The ambition to prevent conflict and promote peace in EU development and trade

According to the European Centre for Development Policy Management, the EU’s institutions and selected EU Member States are among the biggest supporters of peacebuilding, representing five out of the top ten conflict, peace and security donors (measured in terms of aid contributions). At the same time, the EU has reiterated its commitment to conflict prevention and peace in treaties, policies, statements, and speeches for more than 15 years. Expertise in managing conflict and promoting peace is presented as an intrinsic characteristic of the European Union project.

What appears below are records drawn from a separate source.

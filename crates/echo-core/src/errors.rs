// ABOUTME: Unified error handling for the Echo support platform backend
// ABOUTME: Defines error codes, HTTP status mapping, and JSON response formatting
//
// SPDX-License-Identifier: MIT OR Apache-2.0
// Copyright (c) 2026 Echo Platform

//! # Unified Error Handling System
//!
//! Centralized error handling for the Echo backend. Defines standard error
//! types, error codes, and HTTP response formatting so every route and
//! service reports failures the same way.

use serde::{Deserialize, Serialize};
use std::fmt;
use thiserror::Error;

/// Standard error codes used throughout the application
#[derive(Debug, Clone, Copy, PartialEq, Eq, Serialize, Deserialize)]
pub enum ErrorCode {
    // Authentication & Authorization (1000-1999)
    #[serde(rename = "AUTH_REQUIRED")]
    AuthRequired = 1000,
    #[serde(rename = "AUTH_INVALID")]
    AuthInvalid = 1001,
    #[serde(rename = "AUTH_EXPIRED")]
    AuthExpired = 1002,
    #[serde(rename = "PERMISSION_DENIED")]
    PermissionDenied = 1004,

    // Validation (3000-3999)
    #[serde(rename = "INVALID_INPUT")]
    InvalidInput = 3000,
    #[serde(rename = "VALUE_OUT_OF_RANGE")]
    ValueOutOfRange = 3003,

    // Resource Management (4000-4999)
    #[serde(rename = "RESOURCE_NOT_FOUND")]
    ResourceNotFound = 4000,
    #[serde(rename = "RESOURCE_ALREADY_EXISTS")]
    ResourceAlreadyExists = 4001,

    // External Services (5000-5999)
    #[serde(rename = "EXTERNAL_SERVICE_ERROR")]
    ExternalServiceError = 5000,
    #[serde(rename = "EXTERNAL_SERVICE_UNAVAILABLE")]
    ExternalServiceUnavailable = 5001,

    // Configuration (6000-6999)
    #[serde(rename = "CONFIG_ERROR")]
    ConfigError = 6000,

    // Internal Errors (9000-9999)
    #[serde(rename = "INTERNAL_ERROR")]
    InternalError = 9000,
    #[serde(rename = "DATABASE_ERROR")]
    DatabaseError = 9001,
}

impl ErrorCode {
    /// Get the HTTP status code for this error
    #[must_use]
    pub const fn http_status(self) -> u16 {
        match self {
            Self::InvalidInput | Self::ValueOutOfRange => 400,
            Self::AuthRequired | Self::AuthInvalid | Self::AuthExpired => 401,
            Self::PermissionDenied => 403,
            Self::ResourceNotFound => 404,
            Self::ResourceAlreadyExists => 409,
            Self::ExternalServiceError => 502,
            Self::ExternalServiceUnavailable => 503,
            Self::ConfigError | Self::InternalError | Self::DatabaseError => 500,
        }
    }

    /// Get a user-friendly description of this error
    #[must_use]
    pub const fn description(self) -> &'static str {
        match self {
            Self::AuthRequired => "Authentication is required to access this resource",
            Self::AuthInvalid => "The provided authentication credentials are invalid",
            Self::AuthExpired => "The authentication token has expired",
            Self::PermissionDenied => "You do not have permission to perform this action",
            Self::InvalidInput => "The provided input is invalid",
            Self::ValueOutOfRange => "The provided value is outside the acceptable range",
            Self::ResourceNotFound => "The requested resource was not found",
            Self::ResourceAlreadyExists => "A resource with this identifier already exists",
            Self::ExternalServiceError => "An external service encountered an error",
            Self::ExternalServiceUnavailable => "An external service is currently unavailable",
            Self::ConfigError => "Configuration error encountered",
            Self::InternalError => "An internal server error occurred",
            Self::DatabaseError => "Database operation failed",
        }
    }
}

/// Unified error type for the application
#[derive(Debug, Error)]
pub struct AppError {
    /// Error code
    pub code: ErrorCode,
    /// Human-readable error message
    pub message: String,
    /// Source error for error chaining
    #[source]
    pub source: Option<Box<dyn std::error::Error + Send + Sync>>,
}

impl AppError {
    /// Create a new `AppError` with the given code and message
    pub fn new(code: ErrorCode, message: impl Into<String>) -> Self {
        Self {
            code,
            message: message.into(),
            source: None,
        }
    }

    /// Add a source error for error chaining
    #[must_use]
    pub fn with_source(mut self, source: impl std::error::Error + Send + Sync + 'static) -> Self {
        self.source = Some(Box::new(source));
        self
    }

    /// Get the HTTP status code for this error
    #[must_use]
    pub const fn http_status(&self) -> u16 {
        self.code.http_status()
    }
}

impl fmt::Display for AppError {
    fn fmt(&self, f: &mut fmt::Formatter<'_>) -> fmt::Result {
        write!(f, "{}: {}", self.code.description(), self.message)
    }
}

/// Result type alias for convenience
pub type AppResult<T> = Result<T, AppError>;

/// HTTP error response format
#[derive(Debug, Serialize, Deserialize)]
pub struct ErrorResponse {
    pub error: ErrorResponseDetails,
}

/// Error payload within an [`ErrorResponse`]
#[derive(Debug, Serialize, Deserialize)]
pub struct ErrorResponseDetails {
    pub code: ErrorCode,
    pub message: String,
}

impl From<AppError> for ErrorResponse {
    fn from(error: AppError) -> Self {
        Self {
            error: ErrorResponseDetails {
                code: error.code,
                message: error.message,
            },
        }
    }
}

/// Convenience constructors for common errors
impl AppError {
    /// Authentication required
    #[must_use]
    pub fn auth_required() -> Self {
        Self::new(ErrorCode::AuthRequired, "Authentication required")
    }

    /// Invalid authentication
    pub fn auth_invalid(message: impl Into<String>) -> Self {
        Self::new(ErrorCode::AuthInvalid, message)
    }

    /// Authentication expired
    #[must_use]
    pub fn auth_expired() -> Self {
        Self::new(ErrorCode::AuthExpired, "Authentication token has expired")
    }

    /// Invalid input
    pub fn invalid_input(message: impl Into<String>) -> Self {
        Self::new(ErrorCode::InvalidInput, message)
    }

    /// Resource not found
    pub fn not_found(resource: impl Into<String>) -> Self {
        Self::new(
            ErrorCode::ResourceNotFound,
            format!("{} not found", resource.into()),
        )
    }

    /// Resource already exists
    pub fn already_exists(resource: impl Into<String>) -> Self {
        Self::new(
            ErrorCode::ResourceAlreadyExists,
            format!("{} already exists", resource.into()),
        )
    }

    /// Internal server error
    pub fn internal(message: impl Into<String>) -> Self {
        Self::new(ErrorCode::InternalError, message)
    }

    /// Database error
    pub fn database(message: impl Into<String>) -> Self {
        Self::new(ErrorCode::DatabaseError, message)
    }

    /// Configuration error
    pub fn config(message: impl Into<String>) -> Self {
        Self::new(ErrorCode::ConfigError, message)
    }

    /// External service error
    pub fn external_service(service: impl Into<String>, message: impl Into<String>) -> Self {
        Self::new(
            ErrorCode::ExternalServiceError,
            format!("{}: {}", service.into(), message.into()),
        )
    }

    /// External service unavailable (503)
    pub fn service_unavailable(message: impl Into<String>) -> Self {
        Self::new(ErrorCode::ExternalServiceUnavailable, message)
    }
}

#[cfg(feature = "http-response")]
impl axum::response::IntoResponse for AppError {
    fn into_response(self) -> axum::response::Response {
        let status = http::StatusCode::from_u16(self.http_status())
            .unwrap_or(http::StatusCode::INTERNAL_SERVER_ERROR);
        let body = ErrorResponse::from(self);
        (status, axum::Json(body)).into_response()
    }
}

#[cfg(test)]
#[allow(clippy::unwrap_used, clippy::expect_used)]
mod tests {
    use super::*;

    #[test]
    fn test_error_code_http_status() {
        assert_eq!(ErrorCode::AuthRequired.http_status(), 401);
        assert_eq!(ErrorCode::InvalidInput.http_status(), 400);
        assert_eq!(ErrorCode::ResourceNotFound.http_status(), 404);
        assert_eq!(ErrorCode::ExternalServiceUnavailable.http_status(), 503);
        assert_eq!(ErrorCode::InternalError.http_status(), 500);
    }

    #[test]
    fn test_error_response_serialization() {
        let error = AppError::invalid_input("answers must be in range 0-3");
        let response = ErrorResponse::from(error);

        let json = serde_json::to_string(&response).expect("serializable");
        assert!(json.contains("INVALID_INPUT"));
        assert!(json.contains("answers must be in range 0-3"));
    }

    #[test]
    fn test_error_chaining() {
        let io = std::io::Error::new(std::io::ErrorKind::Other, "disk on fire");
        let error = AppError::database("insert failed").with_source(io);

        assert_eq!(error.code, ErrorCode::DatabaseError);
        assert!(std::error::Error::source(&error).is_some());
    }
}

Thus, the analysis of the EU’s due diligence with regard to key development and trade instruments given in the EU-CIVCAP report ‘Due Diligence in Contexts Affected by Conflict: EU Development Aid and Trade’ offers a systematic analysis of how the EU seeks to meet its commitments to preventing conflict and promoting peace in practice. The proposed due diligence framework may be ambitious, but with so much at stake it does not make sense to set the bar low.